Paris airport operator fined over fatal 2004 terminal collapse


Bobigny (France) (AFP)

A French court on Wednesday found the Paris airport operator guilty of involuntary manslaughter over the 2004 terminal collapse at Charles de Gaulle airport, which killed four people.

Aeroports de Paris (ADP) was ordered to pay the maximum fine of 225,000 euros ($254,000) by the court in Bobigny, just north of the capital.

Three subcontractors -- the construction company which built the vaulted glass-and-concrete roof at Terminal 2E, and engineering and inspection firms -- were ordered to pay fines of 100,000 to 150,000 euros.
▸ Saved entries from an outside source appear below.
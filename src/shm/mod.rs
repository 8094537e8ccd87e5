/**
 * Shared Memory
 *
 * Anonymous MAP_SHARED mappings created in the supervisor before any worker
 * is forked. Every child inherits the mapping at the same address, so plain
 * pointers into it stay valid in all processes of the tree.
 */

pub mod sync;

use std::io;
use std::marker::PhantomData;
use std::ops::Deref;
use std::ptr::{self, NonNull};

pub use sync::{ProcessCondvar, ProcessMutex, ProcessMutexGuard};

//raw zero-filled region shared with every child forked after map()
pub struct SharedMemory{
    ptr: NonNull<u8>,
    len: usize,
}

//the mapping is plain memory, synchronisation is up to the user
unsafe impl Send for SharedMemory{}
unsafe impl Sync for SharedMemory{}

impl SharedMemory{
    pub fn map(len: usize) -> io::Result<Self>{
        if len == 0{
            return Err(io::Error::new(io::ErrorKind::InvalidInput, "cannot map an empty region"));
        }

        let addr = unsafe{
            libc::mmap(
                ptr::null_mut(),
                len,
                libc::PROT_READ | libc::PROT_WRITE,
                libc::MAP_SHARED | libc::MAP_ANONYMOUS,
                -1,
                0,
            )
        };
        if addr == libc::MAP_FAILED{
            return Err(io::Error::last_os_error());
        }

        let ptr = NonNull::new(addr as *mut u8)
            .ok_or_else(|| io::Error::new(io::ErrorKind::Other, "mmap returned a null mapping"))?;

        Ok(SharedMemory{ ptr, len })
    }

    pub fn as_ptr(&self) -> *mut u8{
        self.ptr.as_ptr()
    }

    pub fn len(&self) -> usize{
        self.len
    }

    pub fn is_empty(&self) -> bool{
        self.len == 0
    }
}

impl Drop for SharedMemory{
    fn drop(&mut self){
        //only unmaps this process' view, children keep theirs
        unsafe{
            libc::munmap(self.ptr.as_ptr() as *mut libc::c_void, self.len);
        }
    }
}

/// A single value placed in shared memory.
///
/// `T` must be self-contained (no heap pointers, no file handles): children
/// see the same bytes, not a deep copy.
pub struct Shared<T>{
    mem: SharedMemory,
    _marker: PhantomData<T>,
}

impl<T> Shared<T>{
    pub fn new(value: T) -> io::Result<Self>{
        let mem = SharedMemory::map(std::mem::size_of::<T>().max(1))?;
        //mappings are page aligned
        unsafe{
            ptr::write(mem.as_ptr() as *mut T, value);
        }
        Ok(Shared{ mem, _marker: PhantomData })
    }
}

impl<T> Deref for Shared<T>{
    type Target = T;

    fn deref(&self) -> &T{
        unsafe{ &*(self.mem.as_ptr() as *const T) }
    }
}

impl<T> Drop for Shared<T>{
    fn drop(&mut self){
        unsafe{
            ptr::drop_in_place(self.mem.as_ptr() as *mut T);
        }
    }
}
The accident occurred early on May 23, 2004, less than a year after the building, designed by award-winning French architect Paul Andreu, was inaugurated to widespread acclaim.

Six concrete arches and walkways stretching over 30 metres (100 feet) crashed down on the passengers waiting to board flights at the ultra-modern terminal that ADP boasted was a "showcase for France."

Two people from China and one each from Lebanon and Ukraine were killed. Seven were injured, including two border police officers sent to the terminal after reports of a worrying crack in the building.

Lawyers for ADP declined to comment on the ruling.

The decision comes as the government is planning to sell shares of ADP to the public as part of a privatisation drive for several state-owned companies.

Critics accuse officials of selling a prized asset that manages either directly or indirectly 26 airports around the world, and brought in 173 million euros in dividends for the state in 2017.